An Informatics Approach to Multi-scale Science

To overcome current barriers to collaboration and knowledge transfer among researchers working at different scales, a number of enhancements must be made to the information technology infrastructure of the community:

  • A collaboration infrastructure is required to enable real-time and asynchronous collaborative development of standards for data and metadata description, inter-scale scientific communication, geographically distributed disciplinary collaboration, and project management.

  • Tools now used to generate and analyze data at each scale must be modified to enable generation and storage of the required metadata in a format that allows interoperability with other tools and collaboratory functions, and must be made available for use by geographically distributed collaborators.

  • Repositories are required to store chemical sciences data and metadata in a way that preserves data integrity and allows web access.

  • New tools are required to search and query metadata, and to retrieve data across all scales, disciplines, and locations. These tools should be available via an integrated user-customizable interface or portal.
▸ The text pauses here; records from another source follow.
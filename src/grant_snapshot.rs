/// Grant Snapshot Merging
///
/// Pure merge of the active grant set into a single effective entitlement.
/// Flat and package features are replace-merged (highest priority wins);
/// metered features (usage, tier) sum limits and units and take the max
/// hard-limit flag. All grants for one feature must agree on feature type,
/// reset config and aggregation method; disagreement is a fatal invariant
/// violation.

use chrono::{DateTime, Utc};
use serde::{Deserialize, Serialize};
use sha2::{Digest, Sha256};

use crate::error::{BillingError, BillingResult};
use crate::types::{AggregationMethod, BillingCycleSpec, FeatureType, Grant};

/// Effective entitlement derived from the active grant set.
#[derive(Debug, Clone, Serialize, Deserialize)]
pub struct GrantSnapshot {
    pub feature_type: FeatureType,
    pub limit: Option<i64>,
    pub hard_limit: bool,
    pub aggregation_method: AggregationMethod,
    pub reset_config: BillingCycleSpec,
    /// Active grants sorted by descending priority (waterfall order).
    pub grants: Vec<Grant>,
    /// SHA-256 over the sorted grant set; used as a cache fence.
    pub version: String,
}

/// Merge the grants active at `now`. Returns `None` when no grant is
/// active (the feature is not entitled).
pub fn merge(grants: &[Grant], now: DateTime<Utc>) -> BillingResult<Option<GrantSnapshot>> {
    let mut active: Vec<Grant> = grants
        .iter()
        .filter(|g| g.is_active_at(now))
        .cloned()
        .collect();
    if active.is_empty() {
        return Ok(None);
    }

    // Highest priority first; id as a stable tie-break.
    active.sort_by(|a, b| b.priority.cmp(&a.priority).then_with(|| a.id.cmp(&b.id)));

    let head = &active[0];
    for grant in &active[1..] {
        if grant.feature_type != head.feature_type {
            return Err(BillingError::InvariantViolation(format!(
                "grants for feature '{}' disagree on feature type: {} vs {}",
                head.feature_slug,
                head.feature_type.as_str(),
                grant.feature_type.as_str()
            )));
        }
        if grant.aggregation_method != head.aggregation_method {
            return Err(BillingError::InvariantViolation(format!(
                "grants for feature '{}' disagree on aggregation method: {} vs {}",
                head.feature_slug,
                head.aggregation_method.as_str(),
                grant.aggregation_method.as_str()
            )));
        }
        if grant.reset_config != head.reset_config {
            return Err(BillingError::InvariantViolation(format!(
                "grants for feature '{}' disagree on reset config",
                head.feature_slug
            )));
        }
    }

    let (limit, hard_limit) = if head.feature_type.is_metered() {
        // Sum limits; any unlimited grant makes the whole merge unlimited.
        let limit = active
            .iter()
            .map(|g| g.limit)
            .try_fold(0i64, |acc, l| l.map(|v| acc + v));
        let hard_limit = active.iter().any(|g| g.hard_limit);
        (limit, hard_limit)
    } else {
        (head.limit, head.hard_limit)
    };

    let version = version_hash(&active);
    Ok(Some(GrantSnapshot {
        feature_type: head.feature_type,
        limit,
        hard_limit,
        aggregation_method: head.aggregation_method,
        reset_config: head.reset_config,
        grants: active,
        version,
    }))
}

/// SHA-256 of the sorted `(id, priority, limit)` triples.
pub fn version_hash(grants: &[Grant]) -> String {
    let mut triples: Vec<(String, i32, Option<i64>)> = grants
        .iter()
        .map(|g| (g.id.clone(), g.priority, g.limit))
        .collect();
    triples.sort();

    let mut hasher = Sha256::new();
    for (id, priority, limit) in &triples {
        hasher.update(id.as_bytes());
        hasher.update(b":");
        hasher.update(priority.to_string().as_bytes());
        hasher.update(b":");
        match limit {
            Some(l) => hasher.update(l.to_string().as_bytes()),
            None => hasher.update(b"null"),
        }
        hasher.update(b"|");
    }
    hex::encode(hasher.finalize())
}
The complexities of managing information within such an infrastructure are daunting and the creation, communica-tion and use of the additional information could quickly become unwieldy. However, recent technological advances, in particular the development of the extensible markup language (XML) [1] for defining machine and human readable metadata based on standard schema, have significantly reduced the barriers to creating such a comprehensive informatics environment.
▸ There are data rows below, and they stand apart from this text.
/// Pricing formula attached to a feature plan version (and denormalized
/// onto grants so waterfall overage can price against the consumed grant).
#[derive(Debug, Clone, PartialEq, Serialize, Deserialize)]
#[serde(tag = "type", rename_all = "snake_case")]
pub enum PricingConfig {
    /// Fixed amount per cycle regardless of usage.
    Flat { amount_cents: Cents },
    /// Linear price per unit of usage.
    Usage { unit_amount_cents: Cents },
    /// Graduated tier ladder; ranges are inclusive on both ends,
    /// `last_unit = None` means unbounded.
    Tier { tiers: Vec<PriceTier> },
    /// Usage is billed in packages of `package_size`, rounded up.
    Package {
        package_size: i64,
        package_amount_cents: Cents,
    },
}

#[derive(Debug, Clone, PartialEq, Serialize, Deserialize)]
pub struct PriceTier {
    pub first_unit: i64,
    pub last_unit: Option<i64>,
    pub unit_amount_cents: Cents,
    #[serde(default)]
    pub flat_amount_cents: Cents,
}

// ===== Entities =====

#[derive(Debug, Clone, Serialize, Deserialize)]
pub struct Customer {
    pub id: String,
    pub project_id: ProjectId,
    pub email: String,
    pub default_currency: String,
    pub timezone: String,
    pub active: bool,
    pub stripe_customer_id: Option<String>,
    pub created_at: DateTime<Utc>,
}

#[derive(Debug, Clone, Serialize, Deserialize)]
pub struct Subscription {
    pub id: String,
    pub project_id: ProjectId,
    pub customer_id: String,
    pub status: SubscriptionStatus,
    pub active: bool,
    pub plan_slug: String,
    pub current_cycle_start_at: DateTime<Utc>,
    pub current_cycle_end_at: DateTime<Utc>,
    pub renew_at: Option<DateTime<Utc>>,
    pub end_at: Option<DateTime<Utc>>,
    pub timezone: String,
    pub created_at: DateTime<Utc>,
}

#[derive(Debug, Clone, Serialize, Deserialize)]
pub struct SubscriptionPhase {
    pub id: String,
    pub project_id: ProjectId,
    pub subscription_id: String,
    pub plan_version_id: String,
    pub payment_method_id: Option<String>,
    pub trial_ends_at: Option<DateTime<Utc>>,
    pub start_at: DateTime<Utc>,
    pub end_at: Option<DateTime<Utc>>,
    pub current_cycle_start_at: DateTime<Utc>,
    pub current_cycle_end_at: DateTime<Utc>,
    pub renew_at: Option<DateTime<Utc>>,
    pub billing_anchor: u32,
}

impl SubscriptionPhase {
    /// A phase is active at `now` when `start_at <= now < end_at` (end
    /// unset means open-ended).
    pub fn is_active_at(&self, now: DateTime<Utc>) -> bool {
        self.start_at <= now && self.end_at.map_or(true, |end| now < end)
    }

    pub fn in_trial_at(&self, now: DateTime<Utc>) -> bool {
        self.trial_ends_at.map_or(false, |t| now < t)
    }
}

#[derive(Debug, Clone, Serialize, Deserialize)]
pub struct SubscriptionItem {
    pub id: String,
    pub project_id: ProjectId,
    pub subscription_phase_id: String,
    pub subscription_id: String,
    pub feature_plan_version_id: String,
    /// `None` means usage-based quantity resolved from analytics.
    pub units: Option<i64>,
}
We propose a Collaboratory for Multi-scale Chemical Science (CMCS) focusing on combustion research that will demonstrate that an integrated multi-scale approach to scientific and engineering research is not only possible but can produce significant benefits in harnessing research to address real-world issues. The field of combustion is critical to the DOE mission for clean and efficient energy, and the DOE has ongoing investments in research across the full range of relevant scales and disciplines. The CMCS will bring an integrated, informatics-based approach to combustion research that enhances and begins to automate the flow of information between sub-disciplines.

CMCS efforts to develop tools supporting the multi-scale analysis of chemical systems for combustion will be directly applicable to other communities in the chemical sciences and related fields. Furthermore, CMCS will provide a model for multi-scale science that can be replicated in other domains.

Combustion: A Multi-scale Chemical Sciences Pilot


Figure 1. Combustion modeling requires the integration
of scientific knowledge over a large range of scales.

Fossil fuel energy supply and fossil-fueled combustion systems are the cornerstones of the industrial and commer-cial sectors of the U.S. economy, accounting for 85% of the energy consumed in the United States each year. In the private sector the combustion of fossil fuels provide a level of comfort and mobility for U.S. citizens that is unrivaled in the world. Fossil fuels continue to be inexpensive and the supply of fossil fuels remains stable, although heavy dependence on foreign sources has led to major economic and societal dislocations in the past twenty-five years and threatens to again in the future. Also, recent changes in international environmental mandates for lower CO2 emissions have emerged as strong drivers for increased combustion efficiency. Despite continuing investments in alternative energy sources, the importance of hydrocarbon fuels, as they relate to the economy and quality of life in the United States, is unlikely to change in the foreseeable future.

The advancement of the DOE mission for efficient, low-impact energy sources and utilization relies upon continued significant advances in fundamental chemical sciences and the effective use of the knowledge accompanying these advances across a broad range of disciplines and scales. This challenge is exemplified in the development of pre-dictive computational models for realistic combustion devices. Combustion modeling requires the integration of computational physical and chemical models that span space and time scales from atomistic processes to those of the physical combustion device itself as illustrated in Figure 1.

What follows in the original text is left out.